Trading firm Trafigura has reportedly dispatched its first shipment of Venezuelan crude oil, fulfilling part of a 50-million-barrel supply arrangement between Venezuela’s government and the United States, according to industry insiders. Spanish refiner Repsol has been confirmed as the recipient of the shipment, which sources indicate is scheduled for delivery to Spain in February.
Requests for comment made to Trafigura were not returned immediately, and Repsol also declined to provide statements on the matter. This transaction could be among the initial sales of Venezuelan crude to European markets subsequent to the U.S.’s recent capture of Venezuela’s leader earlier this month and subsequent agreements to enable exports up to 50 million barrels of Venezuelan oil.
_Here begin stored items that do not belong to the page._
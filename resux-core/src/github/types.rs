//! Raw GitHub REST records.
//!
//! Only the fields the domain models read are declared; everything else in the
//! payload is ignored. These types never cross the [`crate::contract`]
//! boundary.

use chrono::{DateTime, Utc};
use serde::Deserialize;
use serde_json::Value;

/// `GET /user`, `GET /users/{login}`, and the `owner` of a repository.
#[derive(Debug, Clone, PartialEq, Deserialize)]
pub struct RawUser {
    pub login: String,
    #[serde(default)]
    pub name: Option<String>,
    #[serde(default)]
    pub email: Option<String>,
}

#[derive(Debug, Clone, PartialEq, Deserialize)]
pub struct RawRepository {
    pub name: String,
    pub full_name: String,
    #[serde(default)]
    pub description: Option<String>,
    #[serde(default)]
    pub stargazers_count: u64,
    pub owner: RawUser,
}

#[derive(Debug, Clone, PartialEq, Deserialize)]
pub struct RawGitAuthor {
    pub name: String,
    pub email: String,
    pub date: DateTime<Utc>,
}

#[derive(Debug, Clone, PartialEq, Deserialize)]
pub struct RawGitCommit {
    pub message: String,
    pub author: RawGitAuthor,
}

/// An entry of `GET /repos/{owner}/{repo}/commits`.
#[derive(Debug, Clone, PartialEq, Deserialize)]
pub struct RawCommit {
    pub sha: String,
    pub commit: RawGitCommit,
}

#[derive(Debug, Clone, PartialEq, Deserialize)]
pub struct RawTag {
    pub name: String,
}

#[derive(Debug, Clone, Copy, PartialEq, Eq, Deserialize)]
#[serde(rename_all = "lowercase")]
pub enum ContentKind {
    File,
    Dir,
    Symlink,
    Submodule,
}

/// A file or directory entry from the contents API, with file bodies already
/// base64-decoded by the client.
#[derive(Debug, Clone, PartialEq)]
pub struct RawContent {
    pub path: String,
    pub kind: ContentKind,
    pub content: Vec<u8>,
}

/// Wire form of a contents entry, before decoding.
#[derive(Debug, Clone, Deserialize)]
pub(crate) struct WireContent {
    pub path: String,
    #[serde(rename = "type")]
    pub kind: ContentKind,
    #[serde(default)]
    pub content: Option<String>,
    #[serde(default)]
    pub encoding: Option<String>,
}

/// One page of a list endpoint.
#[derive(Debug, Clone, Default, PartialEq)]
pub struct RawPage {
    pub items: Vec<Value>,
    /// Page number from the `rel="next"` link, if any.
    pub next_page: Option<u32>,
    /// Page number from the `rel="last"` link, if any.
    pub last_page: Option<u32>,
}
In this framework, commodities trading companies Trafigura and Vitol have been selected by Washington to manage the initial stages of these Venezuelan oil exports. Alongside Trafigura’s shipment, Vitol is transporting a separate Venezuelan crude cargo to the Saras refinery in Italy, as confirmed by several industry sources.
Additionally, Vitol has secured contracts to sell Venezuelan oil cargos to American refiners Valero Energy and Phillips 66. Beyond shipments to Europe and the U.S., these trading houses have been actively marketing Venezuelan crude to refineries in India and other regions, expanding the global reach of Venezuela’s oil following the supply deal.